Please Jimmy Wales go and fix wikipedia, it needs urgent attention, especially protection from editors running wild, and please, google go work on getting rid of that spam and fixing the rankings...
MP3 Search Engine
Maybe this will be rolled into Wikipedia once it's done, but it seems me to that their search algorithm needs *plenty* of work. Thanks to the glories of SpellChecker, I can't spell worth a damn... when I misspell something in Wikipedia, it rarely finds it in the results, whereas Google always know what I meant to type AND OFFERS ME A CORRECTION. On Wikipedia, I have to go look how to spell whatever I'm searching for correctly, then put it back into Wikipedia's search just to find what I'm looking for.
Very frustrating...
Highlighted article when I search for "sex":
First result for "George Bush"
This is genius. I think I know what I'll search site I'll use next time I need some entertainment.

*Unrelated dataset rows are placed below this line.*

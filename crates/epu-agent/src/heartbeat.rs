use chrono::Utc;
use epu_domain::{FailedProcess, Heartbeat, HeartbeatState, NodeId};

use crate::supervisor::{FailureDetector, ProcessSupervisor, SupervisorError};

/// Builds one heartbeat payload for `node_id`. With no supervisor configured
/// the agent always reports `OK`, matching the distilled system's allowance
/// for running without a real supervisord (used in tests and minimal VMs).
pub async fn build_heartbeat(
    node_id: &NodeId,
    detector: &mut FailureDetector,
    supervisor: Option<&dyn ProcessSupervisor>,
) -> Heartbeat {
    let timestamp = Utc::now().timestamp_millis() as f64 / 1000.0;

    let Some(supervisor) = supervisor else {
        return Heartbeat { node_id: node_id.clone(), timestamp, state: HeartbeatState::Ok, failed_processes: vec![], supervisor_error: None };
    };

    match detector.check(supervisor).await {
        Ok(failed) if failed.is_empty() => {
            Heartbeat { node_id: node_id.clone(), timestamp, state: HeartbeatState::Ok, failed_processes: vec![], supervisor_error: None }
        }
        Ok(failed) => Heartbeat {
            node_id: node_id.clone(),
            timestamp,
            state: HeartbeatState::Error,
            failed_processes: failed,
            supervisor_error: None,
        },
        Err(SupervisorError::Query(msg)) => Heartbeat {
            node_id: node_id.clone(),
            timestamp,
            state: HeartbeatState::Error,
            failed_processes: Vec::<FailedProcess>::new(),
            supervisor_error: Some(msg),
        },
    }
}

#[cfg(test)]
mod tests {
    use super::*;

    #[tokio::test]
    async fn no_supervisor_always_reports_ok() {
        let mut detector = FailureDetector::new();
        let id = NodeId::new("n-1").unwrap();
        let hb = build_heartbeat(&id, &mut detector, None).await;
        assert_eq!(hb.state, HeartbeatState::Ok);
    }
}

Which part of Alpha did these guys not understand? It is, by definition, "Not Ready Yet"!
Jimmy has pointed out that they're not even running against a real index yet, just a placeholder index. He even went so far as to say, "the search sucks today." The idea wasn't to launch a finished product that's ready for primetime. It wasn't even to launch a particularly working application. The point was to put something out there to demonstrate some rudimentary functionality while they continue to work towards something that does work.
You know, like a Beta.
I think it's kind of sad that Jimmy put something out and said, "Here's what it kinda will look like, and sorta how it will work," and people's first reaction is, "It's not a fully-functional working product? What a piece of crap."
I think I'll wait a little longer before judging. If you don't like the concept, fine, don't like the concept. But to bust its chops because it's not fully functional is a bit premature and silly at this point.
Not only are the reviews bad, but using it could get you banned from Facebook.
... before blasting the effort like the top level story poster.
BTW, last night I looked at their technical information site: http://search.wikia.com/wiki/Search_Wikia
Some interesting stuff that I did not know about in their "Semantic lab".
Anyway, it is at least an interesting idea - time will tell how it works out for users, and as a business.
Let me wee if I can begin.... nope... trying again...
OK, so the WikiMedia Foundation, of which Wikipedia is one (and the best known) project, includes Wikibooks, Wiktionary, and many more.
Wikia isn't any of those.
Wikia is a project of Wikia, Inc. So you're WAY off in your throwing stones at Wikipedia over Wikia's search... the two have nothing to do with each other, other than the fact that Wikia search will almost certainly index Wikipedia and Wikipedia will almost certainly have an entry for Wikia search.
Now, on to your proofs beef. Proofs are tough. Sometimes overviews of them can be important, but they're fundamental examples of primary sources, which are not nearly as useful to an encyclopedia as secondary sources that give the context within which the proof is notable.
Wikipedia is so awesome that it has changed by web habits, and half replaced google for me already. When I need to learn about something, from political events to computer games, I find myself starting off with a wikipedia search BEFORE going to google. I usually follow by visiting the external links from the wiki page. Great for getting to the "official page" of whatever I am interested if there is one, without crappy ad spam sites filling up the google search. Not a true knowledge source? Depends what you mean by "true", but Wiki pages beat the regular web for me hands down when what I want is just the naked knowledge and not a whole web page full of "content". Wiki gives me a concise body of text, and a relevant picture most of the times, no ads, no marketing, and no aggressive pushing of any kind of text, image, video etc. When you use wikipedia, you feel in control, while with the commercial nature of the web, you feel like a customer.